Diet
Is Sugar Really 'Poison'?
Yes, no, and maybe: Here's what to know about the harmful effects of sugar.
Updated May 6, 2025 Reviewed by Hara Estroff Marano
Key points
- HHS Secretary Robert F. Kennedy, Jr. recently compared sugar to poison.
- Making bad food choices is a common mistake, but our brains may be rewired, making it not totally our fault.
- Obesity-related brain changes heighten food responsiveness.
During an April 22, 2025, press conference, U.S. Health and Human Services Secretary Robert F. Kennedy Jr. stated, “Sugar is poison, and Americans need to know that it is poisoning us.” Normally, when experts refer to “poison” dramatically, we mean drugs like fentanyl that kill you immediately.
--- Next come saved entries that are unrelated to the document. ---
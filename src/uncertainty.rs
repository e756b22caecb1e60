//! Random number generation for uncertain values.

use rand::Rng;
use rand_distr::{Distribution, LogNormal, Normal, Triangular, Uniform};
use tracing::warn;

use crate::domain::{DistributionType, Uncertainty};

/// A ready-to-sample distribution.
#[derive(Debug, Clone)]
pub enum NumberGenerator {
    Discrete(f64),
    Normal(Normal<f64>),
    LogNormal(LogNormal<f64>),
    Triangular(Triangular<f64>),
    Uniform(Uniform<f64>),
}

impl NumberGenerator {
    /// Builds a generator for the declared distribution. Unknown types and
    /// invalid parameters give a constant `fallback`.
    pub fn of(uncertainty: &Uncertainty, fallback: f64) -> Self {
        let (p1, p2, p3) = (uncertainty.parameter1, uncertainty.parameter2, uncertainty.parameter3);
        let generator = match &uncertainty.distribution {
            DistributionType::None => return NumberGenerator::Discrete(fallback),
            DistributionType::Normal => Normal::new(p1, p2).ok().map(NumberGenerator::Normal),
            DistributionType::LogNormal => {
                // geometric mean and geometric standard deviation
                if p1 > 0.0 && p2 >= 1.0 {
                    LogNormal::new(p1.ln(), p2.ln()).ok().map(NumberGenerator::LogNormal)
                } else {
                    None
                }
            }
            DistributionType::Triangle => Triangular::new(p1, p3, p2).ok().map(NumberGenerator::Triangular),
            DistributionType::Uniform => {
                if !p1.is_finite() || !p2.is_finite() {
                    None
                } else if p1 < p2 {
                    Some(NumberGenerator::Uniform(Uniform::new(p1, p2)))
                } else if p1 == p2 {
                    Some(NumberGenerator::Discrete(p1))
                } else {
                    None
                }
            }
            DistributionType::Other(name) => {
                warn!(distribution = %name, "unknown distribution type; using constant value");
                return NumberGenerator::Discrete(fallback);
            }
        };
        generator.unwrap_or_else(|| {
            warn!(
                distribution = %uncertainty.distribution,
                p1, p2, p3,
                "invalid distribution parameters; using constant value"
            );
            NumberGenerator::Discrete(fallback)
        })
    }

    pub fn next<R: Rng + ?Sized>(&self, rng: &mut R) -> f64 {
        match self {
            NumberGenerator::Discrete(v) => *v,
            NumberGenerator::Normal(d) => d.sample(rng),
            NumberGenerator::LogNormal(d) => d.sample(rng),
            NumberGenerator::Triangular(d) => d.sample(rng),
            NumberGenerator::Uniform(d) => d.sample(rng),
        }
    }
}

#[cfg(test)]
mod tests {
    use super::*;
    use rand::rngs::StdRng;
    use rand::SeedableRng;
    use statrs::statistics::Statistics;

    fn draws(uncertainty: Uncertainty, n: usize) -> Vec<f64> {
        let generator = NumberGenerator::of(&uncertainty, -1.0);
        let mut rng = StdRng::seed_from_u64(42);
        (0..n).map(|_| generator.next(&mut rng)).collect()
    }

    #[test]
    fn test_normal_mean_converges() {
        let values = draws(Uncertainty::normal(10.0, 2.0), 20_000);
        assert!((values.as_slice().mean() - 10.0).abs() < 0.1);
    }

    #[test]
    fn test_log_normal_median_is_geometric_mean() {
        let mut values = draws(Uncertainty::log_normal(5.0, 1.5), 20_001);
        values.sort_by(|a, b| a.partial_cmp(b).unwrap());
        let median = values[values.len() / 2];
        assert!((median - 5.0).abs() < 0.15);
        assert!(values.iter().all(|v| *v > 0.0));
    }

    #[test]
    fn test_triangle_and_uniform_bounds() {
        assert!(draws(Uncertainty::triangle(1.0, 2.0, 4.0), 1000)
            .iter()
            .all(|v| (1.0..=4.0).contains(v)));
        assert!(draws(Uncertainty::uniform(-1.0, 1.0), 1000)
            .iter()
            .all(|v| (-1.0..1.0).contains(v)));
    }

    #[test]
    fn test_fallbacks() {
        let unknown = Uncertainty {
            distribution: DistributionType::Other("BETA".to_string()),
            ..Default::default()
        };
        assert!(draws(unknown, 5).iter().all(|v| *v == -1.0));
        assert!(draws(Uncertainty::normal(1.0, -3.0), 5).iter().all(|v| *v == -1.0));
        assert!(draws(Uncertainty::uniform(2.0, 2.0), 5).iter().all(|v| *v == 2.0));
    }

    #[test]
    fn test_non_finite_uniform_bounds_use_constant() {
        assert!(draws(Uncertainty::uniform(0.0, f64::INFINITY), 5).iter().all(|v| *v == -1.0));
        assert!(draws(Uncertainty::uniform(f64::NEG_INFINITY, 1.0), 5).iter().all(|v| *v == -1.0));
        assert!(draws(Uncertainty::uniform(f64::NAN, 1.0), 5).iter().all(|v| *v == -1.0));
    }
}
Or arsenic, which kills you slowly (as when a person unknowingly receives arsenic from a malevolent source). Kennedy was using dramatic license to make a major point.
RFK, Jr. was invoking the first thing you learn in medical toxicology, the Renaissance German scientist Paracelsus’ principle: “The dose makes the poison.” Acknowledging the challenges in eliminating sugar from the food supply, Kennedy advocated better labeling and public education. He also mentioned the upcoming Dietary Guidelines for Americans recommending zero added sugar consumption.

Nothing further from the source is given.